The campaign-obsessed press never saw Wall Street's calamity coming
by Eric Boehlert
On Monday afternoon, September 15, my new issue of Newsweek arrived in the mail just as the fear on Wall Street began to morph into unbridled panic. By then, investment powerhouses Lehman Brothers and Merrill Lynch had been wiped out, while insurance giant AIG teetered on the brink.
Flipping open Newsweek, I knew the magazine had gone to print over the weekend and wouldn't have the most up-to-date information on the financial calamity that erupted Sunday and spilled over into Monday. But I was curious about what kind of financial coverage the magazine offered up since, during the previous news week cycle, the government had stepped in and made the unprecedented move of bailing out troubled mortgage giants Fannie Mae and Freddie Mac.
It was no secret, as Newsweek editors put their latest issue to bed, that the credit and mortgage crisis was gaining strength and that there was something seriously wrong with America's financial markets. Yet as I looked through that entire issue of Newsweek, I found only one page dedicated to financial news.
Just one page.
Curious, I counted how many Newsweek pages in that same edition were set aside for campaign-related coverage.
Answer: 16.
The arrival of Black September on Wall Street focused an unwanted spotlight on the cracks in the United States economy, not to mention free market capitalism. In terms of journalism, Black September also highlighted deep deficiencies. Namely, how the mainstream media went AWOL for much of 2008 in covering the U.S. economy and the state of the financial markets.

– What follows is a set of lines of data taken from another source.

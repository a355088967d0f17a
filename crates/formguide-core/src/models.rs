//! Data models for formguide
//!
//! Defines the single entity, [`Item`], plus the input shapes used to create
//! and edit it. Items serialize with camelCase field names so that exported
//! files and share tokens keep the `createdAt`/`updatedAt` wire format.

use chrono::Utc;
use serde::{Deserialize, Serialize};
use uuid::Uuid;

/// Soft limit on title length, enforced by the shell rather than the store
pub const MAX_TITLE_CHARS: usize = 80;

/// One exercise-guide entry
#[derive(Debug, Clone, Serialize, Deserialize, PartialEq, Eq)]
#[serde(rename_all = "camelCase")]
pub struct Item {
    /// Unique identifier, minted at creation and never reassigned
    pub id: String,
    /// Display title (never blank)
    pub title: String,
    /// Instructions
    #[serde(default)]
    pub content: String,
    /// Cautions and contraindications
    #[serde(default)]
    pub caution: String,
    /// Reference link (free text, not validated)
    #[serde(default)]
    pub link: String,
    /// Tags in insertion order, duplicates kept
    #[serde(default)]
    pub tags: Vec<String>,
    /// Creation time in epoch milliseconds
    pub created_at: i64,
    /// Last edit time in epoch milliseconds
    pub updated_at: i64,
}

impl Item {
    /// Build a new item from a draft, minting a fresh id
    ///
    /// The draft is assumed to be validated; see [`ItemDraft::validate`].
    pub fn from_draft(draft: &ItemDraft, now: i64) -> Self {
        Self {
            id: new_id(),
            title: draft.title.trim().to_string(),
            content: draft.content.clone(),
            caution: draft.caution.clone(),
            link: draft.link.clone(),
            tags: parse_tags(&draft.tags),
            created_at: now,
            updated_at: now,
        }
    }

    /// Apply the fields named in `patch` and refresh `updated_at`
    pub fn apply_patch(&mut self, patch: &ItemPatch, now: i64) {
        if let Some(ref title) = patch.title {
            self.title = title.trim().to_string();
        }
        if let Some(ref content) = patch.content {
            self.content = content.clone();
        }
        if let Some(ref caution) = patch.caution {
            self.caution = caution.clone();
        }
        if let Some(ref link) = patch.link {
            self.link = link.clone();
        }
        if let Some(ref tags) = patch.tags {
            self.tags = parse_tags(tags);
        }
        self.updated_at = now.max(self.created_at);
    }

    /// Text searched by the query engine
    pub fn haystack(&self) -> String {
        format!(
            "{} {} {} {}",
            self.title,
            self.content,
            self.caution,
            self.tags.join(" ")
        )
    }

    /// Tags rendered as `#a #b`
    pub fn hashtags(&self) -> String {
        self.tags
            .iter()
            .map(|t| format!("#{}", t))
            .collect::<Vec<_>>()
            .join(" ")
    }
}

/// Fields submitted when creating an item
///
/// `tags` is the raw comma-separated input.
#[derive(Debug, Clone, Default, PartialEq, Eq)]
pub struct ItemDraft {
    pub title: String,
    pub content: String,
    pub caution: String,
    pub link: String,
    pub tags: String,
}

impl ItemDraft {
    /// Create a draft with only a title
    pub fn new(title: impl Into<String>) -> Self {
        Self {
            title: title.into(),
            ..Default::default()
        }
    }

    pub fn content(mut self, content: impl Into<String>) -> Self {
        self.content = content.into();
        self
    }

    pub fn caution(mut self, caution: impl Into<String>) -> Self {
        self.caution = caution.into();
        self
    }

    pub fn link(mut self, link: impl Into<String>) -> Self {
        self.link = link.into();
        self
    }

    pub fn tags(mut self, tags: impl Into<String>) -> Self {
        self.tags = tags.into();
        self
    }

    /// Check that the title is not blank
    pub fn validate(&self) -> Result<(), String> {
        validate_title(&self.title)
    }
}

/// Fields replaced by an edit; `None` leaves the field untouched
#[derive(Debug, Clone, Default, PartialEq, Eq)]
pub struct ItemPatch {
    pub title: Option<String>,
    pub content: Option<String>,
    pub caution: Option<String>,
    pub link: Option<String>,
    /// Raw comma-separated input
    pub tags: Option<String>,
}

impl ItemPatch {
    /// True if no field would change
    pub fn is_empty(&self) -> bool {
        self.title.is_none()
            && self.content.is_none()
            && self.caution.is_none()
            && self.link.is_none()
            && self.tags.is_none()
    }

    /// Check that a replacement title, if any, is not blank
    pub fn validate(&self) -> Result<(), String> {
        match self.title {
            Some(ref title) => validate_title(title),
            None => Ok(()),
        }
    }
}

fn validate_title(title: &str) -> Result<(), String> {
    if title.trim().is_empty() {
        Err("title is required".to_string())
    } else {
        Ok(())
    }
}

/// Split comma-separated tag input, trimming each segment and dropping blanks
pub fn parse_tags(input: &str) -> Vec<String> {
    input
        .split(',')
        .map(|s| s.trim().to_string())
        .filter(|s| !s.is_empty())
        .collect()
}

/// Mint a new item id
pub fn new_id() -> String {
    Uuid::new_v4().to_string()
}

/// Current time in epoch milliseconds
pub fn now_millis() -> i64 {
    Utc::now().timestamp_millis()
}

#[cfg(test)]
mod tests {
    use super::*;

    #[test]
    fn test_from_draft() {
        let draft = ItemDraft::new("  Neck Tilt ")
            .content("Tilt slowly")
            .tags(" neck, , mobility ,neck");
        let item = Item::from_draft(&draft, 1_000);

        assert_eq!(item.title, "Neck Tilt");
        assert_eq!(item.content, "Tilt slowly");
        assert_eq!(item.tags, vec!["neck", "mobility", "neck"]);
        assert_eq!(item.created_at, 1_000);
        assert_eq!(item.updated_at, 1_000);
        assert!(!item.id.is_empty());
    }

    #[test]
    fn test_ids_are_unique() {
        let draft = ItemDraft::new("Same");
        let a = Item::from_draft(&draft, 0);
        let b = Item::from_draft(&draft, 0);
        assert_ne!(a.id, b.id);
    }

    #[test]
    fn test_apply_patch() {
        let mut item = Item::from_draft(&ItemDraft::new("Squat").caution("knees"), 100);
        let patch = ItemPatch {
            content: Some("Feet shoulder width".to_string()),
            tags: Some("legs".to_string()),
            ..Default::default()
        };
        item.apply_patch(&patch, 200);

        assert_eq!(item.title, "Squat");
        assert_eq!(item.caution, "knees");
        assert_eq!(item.content, "Feet shoulder width");
        assert_eq!(item.tags, vec!["legs"]);
        assert_eq!(item.created_at, 100);
        assert_eq!(item.updated_at, 200);
    }

    #[test]
    fn test_apply_patch_never_precedes_creation() {
        let mut item = Item::from_draft(&ItemDraft::new("Plank"), 500);
        item.apply_patch(&ItemPatch::default(), 10);
        assert_eq!(item.updated_at, 500);
    }

    #[test]
    fn test_validate_title() {
        assert!(ItemDraft::new("   ").validate().is_err());
        assert!(ItemDraft::new("Lunge").validate().is_ok());

        let patch = ItemPatch {
            title: Some("\t".to_string()),
            ..Default::default()
        };
        assert!(patch.validate().is_err());
        assert!(ItemPatch::default().validate().is_ok());
        assert!(ItemPatch::default().is_empty());
    }

    #[test]
    fn test_parse_tags() {
        assert_eq!(parse_tags("a, b ,c"), vec!["a", "b", "c"]);
        assert!(parse_tags("").is_empty());
        assert!(parse_tags(" , ,").is_empty());
    }

    #[test]
    fn test_haystack_and_hashtags() {
        let item = Item::from_draft(
            &ItemDraft::new("Bridge").content("Lift hips").tags("glutes, core"),
            0,
        );
        assert_eq!(item.haystack(), "Bridge Lift hips  glutes core");
        assert_eq!(item.hashtags(), "#glutes #core");
    }

    #[test]
    fn test_serialization_uses_camel_case() {
        let item = Item::from_draft(&ItemDraft::new("Calf Raise"), 42);
        let json = serde_json::to_value(&item).unwrap();
        assert_eq!(json["createdAt"], 42);
        assert_eq!(json["updatedAt"], 42);
        assert!(json.get("created_at").is_none());

        let back: Item = serde_json::from_value(json).unwrap();
        assert_eq!(back, item);
    }
}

Blinded by its obsession with the presidential campaign (an obsession that has too often revolved around tactics and trivia), the press this summer all but ignored the unfolding financial story at a time when the public announced, week after week, that it was starved for more economic reporting and that the economy was, without question and perhaps without precedent, the single most pressing issue for the presidential campaign.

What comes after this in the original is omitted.